The same is true at the retrieval boundary. As individual KBs grow large enough to start straining markdown-and-FTS5 navigation, we will add a vector layer that backs the same Neurons. Retrieval becomes a performance optimisation under the existing compile model rather than a replacement for it. The agent still reads compiled Neurons; the retrieval layer just helps narrow the candidate set first.

This is the bet. The three architectures look like rivals in 2026 because they were proposed in isolation — Karpathy's gist, Tan's repo, the established RAG ecosystem — and the discourse around them has framed the choice as a zero-sum one. We think the dichotomy is temporary. The same way databases evolved from "pick SQL or NoSQL" into hybrid stores that handle both, agent memory will evolve from "pick retrieve, compile, or act" into a layered stack where each layer does one thing well. Trail's choice is to be the durable, governed, schema-bound layer in the middle that the others read against and write back to.

The decision framework, restated

The question Liu asks at the end of her piece is the right one for any team thinking about this. What is your agent's job? If the job is finding answers in a large corpus that changes daily, run RAG and pair it with a reranker; you will cover most of what enterprise knowledge assistants are asked to do. If the job is operating autonomously on workflows that recur, budget months for engineering and build the skill layer carefully; the payoff is an agent that does, not just responds.
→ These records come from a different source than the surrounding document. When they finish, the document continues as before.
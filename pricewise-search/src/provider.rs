//! Trait definition for pluggable search providers, and the registry that
//! pairs each provider with its call policy.
//!
//! Each provider (Tavily, DuckDuckGo, the local index, the static catalog)
//! implements [`Provider`]. The safe-call wrapper never talks to a provider
//! directly; it goes through a [`ProviderDescriptor`], which carries the
//! timeout and retry budget for that provider.

use std::collections::HashSet;
use std::fmt;
use std::sync::Arc;
use std::time::Duration;

use async_trait::async_trait;

use crate::config::RetryPolicy;
use crate::error::{NormalizationLoss, ProviderError, SearchError};
use crate::types::{Capability, ProductDraft, Query, RawRecord};

/// A pluggable source of product search results.
///
/// All implementations must be `Send + Sync` for concurrent fan-out.
#[async_trait]
pub trait Provider: Send + Sync {
    /// Unique provider name used in logs, health reports and provenance.
    fn name(&self) -> &str;

    /// Capability tags for this provider.
    fn capabilities(&self) -> &[Capability];

    /// Search for products matching `query`.
    ///
    /// May perform network I/O and may fail. Timeouts and retries are
    /// applied by the caller.
    ///
    /// # Errors
    ///
    /// Returns [`ProviderError`] if the provider cannot answer.
    async fn search(&self, query: &Query) -> Result<Vec<RawRecord>, ProviderError>;

    /// Degraded response used when the provider is circuit-broken or
    /// exhausted its retries.
    ///
    /// Must not fail and must not block; local data only. `None` means the
    /// provider has no fallback.
    fn fallback(&self, _query: &Query) -> Option<Vec<RawRecord>> {
        None
    }

    /// Map one of this provider's raw records to a product draft.
    ///
    /// The default reads the common field names used by the built-in
    /// providers (`title`/`name`, `price`, `platform`/`store`/`source`, ...).
    ///
    /// # Errors
    ///
    /// Returns [`NormalizationLoss`] if the record lacks required fields.
    fn extract(&self, record: &RawRecord) -> Result<ProductDraft, NormalizationLoss> {
        default_extract(record)
    }
}

/// Read the common field layout shared by the built-in providers.
///
/// # Errors
///
/// Returns [`NormalizationLoss`] when title, price or platform is missing.
pub fn default_extract(record: &RawRecord) -> Result<ProductDraft, NormalizationLoss> {
    let title = record
        .first_text(&["title", "name"])
        .ok_or_else(|| NormalizationLoss::new(&record.reference, "missing title"))?;
    let price = record
        .first_text(&["price"])
        .ok_or_else(|| NormalizationLoss::new(&record.reference, "missing price"))?;
    let url = record.first_text(&["url", "link"]);
    let platform = record
        .first_text(&["platform", "store", "source"])
        .or_else(|| url.clone())
        .ok_or_else(|| NormalizationLoss::new(&record.reference, "missing platform"))?;

    Ok(ProductDraft {
        title,
        price,
        platform,
        quantity: record.first_text(&["quantity", "unit", "size"]),
        delivery: record.first_text(&["delivery", "delivery_time", "eta"]),
        url,
    })
}

/// Turns raw records into product drafts on behalf of the aggregator.
pub trait RecordExtractor {
    /// Extract a draft from a record produced by `provider`.
    ///
    /// # Errors
    ///
    /// Returns [`NormalizationLoss`] if the record cannot be mapped.
    fn extract(&self, provider: &str, record: &RawRecord)
        -> Result<ProductDraft, NormalizationLoss>;
}

/// Extractor that applies [`default_extract`] to every provider's records.
#[derive(Debug, Clone, Copy, Default)]
pub struct DefaultExtractor;

impl RecordExtractor for DefaultExtractor {
    fn extract(
        &self,
        _provider: &str,
        record: &RawRecord,
    ) -> Result<ProductDraft, NormalizationLoss> {
        default_extract(record)
    }
}

/// A provider plus the policy the safe-call wrapper applies to it.
#[derive(Clone)]
pub struct ProviderDescriptor {
    provider: Arc<dyn Provider>,
    timeout: Duration,
    retry: RetryPolicy,
    fallback_enabled: bool,
}

impl ProviderDescriptor {
    /// Default per-attempt timeout.
    pub const DEFAULT_TIMEOUT: Duration = Duration::from_secs(8);

    /// Wrap `provider` with the default timeout and retry policy.
    pub fn new(provider: Arc<dyn Provider>) -> Self {
        Self {
            provider,
            timeout: Self::DEFAULT_TIMEOUT,
            retry: RetryPolicy::default(),
            fallback_enabled: true,
        }
    }

    /// Set the per-attempt timeout.
    #[must_use]
    pub fn with_timeout(mut self, timeout: Duration) -> Self {
        self.timeout = timeout;
        self
    }

    /// Set the retry policy.
    #[must_use]
    pub fn with_retry(mut self, retry: RetryPolicy) -> Self {
        self.retry = retry;
        self
    }

    /// Enable or disable the fallback path. Disabled means exhausted calls
    /// resolve to a `Failure` outcome.
    #[must_use]
    pub fn with_fallback(mut self, enabled: bool) -> Self {
        self.fallback_enabled = enabled;
        self
    }

    /// Provider name.
    pub fn name(&self) -> &str {
        self.provider.name()
    }

    /// The wrapped provider.
    pub fn provider(&self) -> &Arc<dyn Provider> {
        &self.provider
    }

    /// Per-attempt timeout.
    pub fn timeout(&self) -> Duration {
        self.timeout
    }

    /// Retry policy.
    pub fn retry(&self) -> &RetryPolicy {
        &self.retry
    }

    /// Run the fallback generator, if enabled and provided.
    pub fn fallback(&self, query: &Query) -> Option<Vec<RawRecord>> {
        if self.fallback_enabled {
            self.provider.fallback(query)
        } else {
            None
        }
    }

    /// Validates timeout and retry settings.
    pub fn validate(&self) -> Result<(), SearchError> {
        if self.timeout.is_zero() {
            return Err(SearchError::Config(format!(
                "provider {}: timeout must be greater than 0",
                self.name()
            )));
        }
        self.retry
            .validate()
            .map_err(|e| SearchError::Config(format!("provider {}: {e}", self.name())))
    }
}

impl fmt::Debug for ProviderDescriptor {
    fn fmt(&self, f: &mut fmt::Formatter<'_>) -> fmt::Result {
        f.debug_struct("ProviderDescriptor")
            .field("name", &self.name())
            .field("capabilities", &self.provider.capabilities())
            .field("timeout", &self.timeout)
            .field("retry", &self.retry)
            .field("fallback_enabled", &self.fallback_enabled)
            .finish()
    }
}

/// Registered providers in registration order.
#[derive(Debug, Clone)]
pub struct ProviderRegistry {
    descriptors: Vec<ProviderDescriptor>,
}

impl ProviderRegistry {
    /// Build a registry, rejecting empty sets, duplicate names and invalid
    /// descriptor settings.
    ///
    /// # Errors
    ///
    /// Returns [`SearchError::Config`] on any setup fault.
    pub fn new(descriptors: Vec<ProviderDescriptor>) -> Result<Self, SearchError> {
        if descriptors.is_empty() {
            return Err(SearchError::Config(
                "at least one provider must be registered".into(),
            ));
        }
        let mut seen = HashSet::new();
        for descriptor in &descriptors {
            if !seen.insert(descriptor.name().to_string()) {
                return Err(SearchError::Config(format!(
                    "duplicate provider name: {}",
                    descriptor.name()
                )));
            }
            descriptor.validate()?;
        }
        Ok(Self { descriptors })
    }

    /// Descriptors in registration order.
    pub fn descriptors(&self) -> &[ProviderDescriptor] {
        &self.descriptors
    }

    /// Look up a descriptor by provider name.
    pub fn get(&self, name: &str) -> Option<&ProviderDescriptor> {
        self.descriptors.iter().find(|d| d.name() == name)
    }

    /// Registration index of `name`.
    pub fn position(&self, name: &str) -> Option<usize> {
        self.descriptors.iter().position(|d| d.name() == name)
    }

    /// Provider names in registration order.
    pub fn names(&self) -> Vec<String> {
        self.descriptors.iter().map(|d| d.name().to_string()).collect()
    }

    /// Number of registered providers.
    pub fn len(&self) -> usize {
        self.descriptors.len()
    }

    /// Always `false`: construction rejects empty registries.
    pub fn is_empty(&self) -> bool {
        self.descriptors.is_empty()
    }
}

impl RecordExtractor for ProviderRegistry {
    fn extract(
        &self,
        provider: &str,
        record: &RawRecord,
    ) -> Result<ProductDraft, NormalizationLoss> {
        match self.get(provider) {
            Some(descriptor) => descriptor.provider().extract(record),
            None => default_extract(record),
        }
    }
}

#[cfg(test)]
mod tests {
    use super::*;
    use serde_json::json;

    /// A mock provider for testing trait bounds and async execution.
    struct MockProvider {
        name: &'static str,
        records: Vec<RawRecord>,
    }

    #[async_trait]
    impl Provider for MockProvider {
        fn name(&self) -> &str {
            self.name
        }

        fn capabilities(&self) -> &[Capability] {
            &[Capability::StaticCatalog]
        }

        async fn search(&self, _query: &Query) -> Result<Vec<RawRecord>, ProviderError> {
            if self.records.is_empty() {
                return Err(ProviderError::Unavailable("mock provider failure".into()));
            }
            Ok(self.records.clone())
        }
    }

    fn mock(name: &'static str) -> Arc<dyn Provider> {
        Arc::new(MockProvider {
            name,
            records: vec![RawRecord::new(
                "r1",
                json!({ "name": "Milk", "price": "₹30", "platform": "Blinkit" }),
            )],
        })
    }

    #[test]
    fn mock_provider_is_send_sync() {
        fn assert_send_sync<T: Send + Sync>() {}
        assert_send_sync::<MockProvider>();
        assert_send_sync::<ProviderDescriptor>();
    }

    #[tokio::test]
    async fn mock_provider_returns_records() {
        let provider = mock("mock");
        let records = provider.search(&Query::new("milk")).await.expect("records");
        assert_eq!(records.len(), 1);
        assert!(provider.fallback(&Query::new("milk")).is_none());
    }

    #[tokio::test]
    async fn mock_provider_propagates_errors() {
        let provider = MockProvider {
            name: "broken",
            records: vec![],
        };
        let err = provider.search(&Query::new("milk")).await.unwrap_err();
        assert!(err.to_string().contains("mock provider failure"));
    }

    #[test]
    fn default_extract_reads_common_fields() {
        let record = RawRecord::new(
            "r1",
            json!({
                "name": "Amul Taaza Milk",
                "price": 29,
                "store": "BigBasket",
                "unit": "500 ml",
                "delivery_time": "30 mins",
                "link": "https://www.bigbasket.com/pd/1"
            }),
        );
        let draft = default_extract(&record).expect("draft");
        assert_eq!(draft.title, "Amul Taaza Milk");
        assert_eq!(draft.price, "29");
        assert_eq!(draft.platform, "BigBasket");
        assert_eq!(draft.quantity.as_deref(), Some("500 ml"));
        assert_eq!(draft.delivery.as_deref(), Some("30 mins"));
        assert_eq!(draft.url.as_deref(), Some("https://www.bigbasket.com/pd/1"));
    }

    #[test]
    fn default_extract_uses_url_as_platform() {
        let record = RawRecord::new(
            "r2",
            json!({ "title": "Rice", "price": "99", "url": "https://www.jiomart.com/p/2" }),
        );
        let draft = default_extract(&record).expect("draft");
        assert_eq!(draft.platform, "https://www.jiomart.com/p/2");
    }

    #[test]
    fn default_extract_reports_missing_price() {
        let record = RawRecord::new("r3", json!({ "title": "Rice", "platform": "Zepto" }));
        let loss = default_extract(&record).unwrap_err();
        assert_eq!(loss.reference, "r3");
        assert_eq!(loss.reason, "missing price");
    }

    #[test]
    fn registry_rejects_empty() {
        let err = ProviderRegistry::new(vec![]).unwrap_err();
        assert!(err.to_string().contains("at least one provider"));
    }

    #[test]
    fn registry_rejects_duplicates() {
        let err = ProviderRegistry::new(vec![
            ProviderDescriptor::new(mock("same")),
            ProviderDescriptor::new(mock("same")),
        ])
        .unwrap_err();
        assert!(err.to_string().contains("duplicate provider name: same"));
    }

    #[test]
    fn registry_rejects_zero_timeout() {
        let err = ProviderRegistry::new(vec![
            ProviderDescriptor::new(mock("a")).with_timeout(Duration::ZERO)
        ])
        .unwrap_err();
        assert!(err.to_string().contains("timeout"));
    }

    #[test]
    fn registry_preserves_registration_order() {
        let registry = ProviderRegistry::new(vec![
            ProviderDescriptor::new(mock("b")),
            ProviderDescriptor::new(mock("a")),
        ])
        .expect("registry");
        assert_eq!(registry.names(), vec!["b".to_string(), "a".to_string()]);
        assert_eq!(registry.position("a"), Some(1));
        assert!(registry.get("missing").is_none());
    }

    #[test]
    fn disabled_fallback_returns_none() {
        struct WithFallback;

        #[async_trait]
        impl Provider for WithFallback {
            fn name(&self) -> &str {
                "with-fallback"
            }
            fn capabilities(&self) -> &[Capability] {
                &[]
            }
            async fn search(&self, _query: &Query) -> Result<Vec<RawRecord>, ProviderError> {
                Ok(vec![])
            }
            fn fallback(&self, _query: &Query) -> Option<Vec<RawRecord>> {
                Some(vec![])
            }
        }

        let descriptor = ProviderDescriptor::new(Arc::new(WithFallback));
        assert!(descriptor.fallback(&Query::new("x")).is_some());
        let strict = descriptor.with_fallback(false);
        assert!(strict.fallback(&Query::new("x")).is_none());
    }
}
If the job is in between — building expertise that should compound over time, where the value is in the connections between sources rather than in any single document — that is the regime where the compile-pattern earns its keep, and that is where Trail lives.

The teams that get this wrong tend to default to RAG because it is easiest to ship and then notice, six months in, that their agent never got smarter. That is not a tooling problem. It is a category mismatch. Retrieve-shaped problems are fine; compile-shaped problems are different. Naming the difference up front is the cheapest piece of architecture work you can do.

We picked Compile. We picked it for a class of users we know how to serve. We accept the ceilings, and we have a plan for them. We do not believe Compile wins everywhere, and we do not believe RAG is dead. We believe each architecture is the right answer to a different question, and we believe knowing which question your agent is actually trying to answer matters more than which architecture is currently fashionable.

Start with the job. The architecture follows.